Skill-Building Exercise

    What is the mass of each quantity?

  1. 1 mol of Au atoms

  2. 5 mol of Br atoms

The mole concept can be extended to masses of formula units and molecules as well. The mass of 1 mol of molecules (or formula units) in grams is numerically equivalent to the mass of one molecule (or formula unit) in atomic mass units. For example, a single molecule of O2 has a mass of 32.00 u, and 1 mol of O2 molecules has a mass of 32.00 g. As with atomic mass unit–based masses, to obtain the mass of 1 mol of a substance, we simply sum the masses of the individual atoms in the formula of that substance. The mass of 1 mol of a substance is referred to as its molar massThe mass of 1 mol of atoms or molecules., whether the substance is an element, an ionic compound, or a covalent compound.

Example 4

What is the mass of 1 mol of each substance?

  1. NaCl
  2. bilirubin (C33H36N4O6), the principal pigment present in bile (a liver secretion)

Solution

  1. Summing the molar masses of the atoms in the NaCl formula unit gives

    1 Na molar mass: 23.00 g
    1 Cl molar mass: 35.45 g
    Total: 58.45 g

    The mass of 1 mol of NaCl is 58.45 g.

  2. Multiplying the molar mass of each atom by the number of atoms of that type in bilirubin’s formula and adding the results, we get

    33 C molar mass: 33 × 12.01 g 396.33 g
    36 H molar mass: 36 × 1.01 = 36.36 g
    4 N molar mass: 4 × 14.00 = 56.00 g
    6 O molar mass: 6 × 16.00 = 96.00 g
    Total: 584.69 g

    The mass of 1 mol of bilirubin is 584.69 g.

Skill-Building Exercise

    What is the mass of 1 mol of each substance?

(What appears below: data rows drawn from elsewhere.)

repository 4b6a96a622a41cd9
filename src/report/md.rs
use crate::resolve::resolve;
use crate::types::report::{AggregateReport, ScoredLead};
use crate::types::scoring::{Category, ScoreResult, Tier};

pub fn lead_to_markdown(result: &ScoreResult, show_signals: bool) -> String {
    let mut output = String::new();
    output.push_str("# Lead Score\n\n");
    output.push_str(&format!(
        "Total score: {} ({})\n\n",
        result.total_score,
        result.tier.label()
    ));

    output.push_str("## Categories\n\n");
    output.push_str("| Category | Score | Weight |\n|---|---:|---:|\n");
    for (category, entry) in &result.breakdown {
        output.push_str(&format!(
            "| {} | {} | {}% |\n",
            category.label(),
            entry.category.score,
            entry.weight
        ));
    }
    output.push('\n');

    if show_signals {
        output.push_str("## Signals\n\n");
        let signals = result
            .breakdown
            .iter()
            .flat_map(|(category, entry)| {
                entry
                    .category
                    .signals
                    .iter()
                    .map(move |signal| (category, signal))
            })
            .collect::<Vec<_>>();
        if signals.is_empty() {
            output.push_str("- none\n");
        } else {
            for (category, signal) in signals {
                output.push_str(&format!(
                    "- [{}] {} (+{})\n",
                    category.label(),
                    signal.text,
                    signal.points
                ));
            }
        }
    }

    output
}

fn lead_name(lead: &ScoredLead) -> String {
    let name = resolve(&lead.lead).name;
    if name.is_empty() {
        "(unnamed)".to_string()
    } else {
        name
    }
}

fn push_ranking(output: &mut String, title: &str, leads: &[ScoredLead]) {
    output.push_str(&format!("## {title}\n\n"));
    if leads.is_empty() {
        output.push_str("- none\n\n");
        return;
    }
    output.push_str("| # | Lead | Score | Tier |\n|---:|---|---:|---|\n");
    for (rank, lead) in leads.iter().enumerate() {
        output.push_str(&format!(
            "| {} | {} | {} | {} |\n",
            rank + 1,
            lead_name(lead),
            lead.total_score(),
            lead.scoring.tier.label()
        ));
    }
    output.push('\n');
}

pub fn report_to_markdown(report: &AggregateReport) -> String {
    let mut output = String::new();
    output.push_str("# Lead Score Report\n\n");
    output.push_str(&format!(
        "Leads scored: {}\nAverage score: {}\n\n",
        report.total, report.avg_score
    ));

    output.push_str("## Tier Distribution\n\n");
    for tier in Tier::DESCENDING {
        output.push_str(&format!(
            "- {}: {}\n",
            tier.label(),
            report.distribution.get(&tier).copied().unwrap_or(0)
        ));
    }
    output.push('\n');

    output.push_str("## Score Histogram\n\n");
    for bucket in &report.histogram {
        output.push_str(&format!("- {}: {}\n", bucket.label, bucket.count));
    }
    output.push('\n');

    output.push_str("## Category Averages\n\n");
    for category in Category::ALL {
        output.push_str(&format!(
            "- {}: {}\n",
            category.label(),
            report.category_averages.get(&category).copied().unwrap_or(0)
        ));
    }
    output.push('\n');

    push_ranking(&mut output, "Top Leads", &report.top_leads);
    push_ranking(&mut output, "Bottom Leads", &report.bottom_leads);

    output
}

  1. barium sulfate (BaSO4), used to take X rays of the gastrointestional tract

  2. adenosine (C10H13N5O4), a component of cell nuclei crucial for cell division

Be careful when counting atoms. In formulas with polyatomic ions in parentheses, the subscript outside the parentheses is applied to every atom inside the parentheses. For example, the molar mass of Ba(OH)2 requires the sum of 1 mass of Ba, 2 masses of O, and 2 masses of H:

1 Ba molar mass: 1 × 137.33 g = 137.33 g
2 O molar mass: 2 × 16.00 g = 32.00 g
2 H molar mass: 2 × 1.01 g = 2.02 g
Total: 171.35 g

Because molar mass is defined as the mass for 1 mol of a substance, we can refer to molar mass as grams per mole (g/mol). The division sign (/) implies “per,” and “1” is implied in the denominator. Thus, the molar mass of bilirubin can be expressed as 584.05 g/mol, which is read as “five hundred eighty four point zero five grams per mole.”

Concept Review Exercises

  1. How are molar masses of the elements determined?

  2. How are molar masses of compounds determined?

Answers

  1. Molar masses of the elements are the same numeric value as the masses of a single atom in atomic mass units but in units of grams instead.

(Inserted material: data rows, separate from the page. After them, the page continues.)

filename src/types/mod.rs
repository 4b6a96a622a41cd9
pub mod config;
pub mod report;
pub mod scoring;
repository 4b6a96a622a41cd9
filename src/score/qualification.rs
use super::Tally;
use crate::resolve::ResolvedAttributes;
use crate::types::scoring::CategoryScore;

const CREDIT_POINTS: [(&str, u32); 4] = [
    ("excellent", 35),
    ("good", 25),
    ("fair", 15),
    ("poor", 5),
];
/// Credit tier was supplied but is not one of the known labels.
const UNRATED_CREDIT_POINTS: u32 = 10;

pub fn qualification_score(attrs: &ResolvedAttributes) -> CategoryScore {
    let mut tally = Tally::default();

    if attrs.is_homeowner {
        tally.award("qualification.homeowner", 40, "Homeowner");
    }
    if !attrs.credit_tier.is_empty() {
        let points = CREDIT_POINTS
            .iter()
            .find(|(tier, _)| *tier == attrs.credit_tier)
            .map(|(_, points)| *points)
            .unwrap_or(UNRATED_CREDIT_POINTS);
        tally.award(
            "qualification.credit",
            points,
            format!("Credit: {}", attrs.credit_tier),
        );
    }
    if attrs.bill_proof_flag || !attrs.bill_proof_url.is_empty() {
        tally.award("qualification.bill_proof", 25, "Bill uploaded");
    }

    tally.finish()
}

  2. Molar masses of compounds are calculated by adding the molar masses of their atoms.

Key Takeaway

  • The mass of moles of atoms and molecules is expressed in units of grams.

Exercises

  1. What is the molar mass of Si? What is the molar mass of U?

  2. What is the molar mass of Mn? What is the molar mass of Mg?

  3. What is the molar mass of FeCl2? What is the molar mass of FeCl3?

  4. What is the molar mass of C6H6? What is the molar mass of C6H5CH3?

  5. What is the molar mass of (NH4)2S? What is the molar mass of Ca(OH)2?

  6. What is the molar mass of (NH4)3PO4? What is the molar mass of Sr(HCO3)2?

  7. Aspirin (C9H8O4) is an analgesic (painkiller) and antipyretic (fever reducer). What is the molar mass of aspirin?

  8. Ibuprofen (C13H18O2) is an analgesic (painkiller). What is the molar mass of ibuprofen?

  9. Morphine (C17H19NO3) is a narcotic painkiller. What is the mass of 1 mol of morphine?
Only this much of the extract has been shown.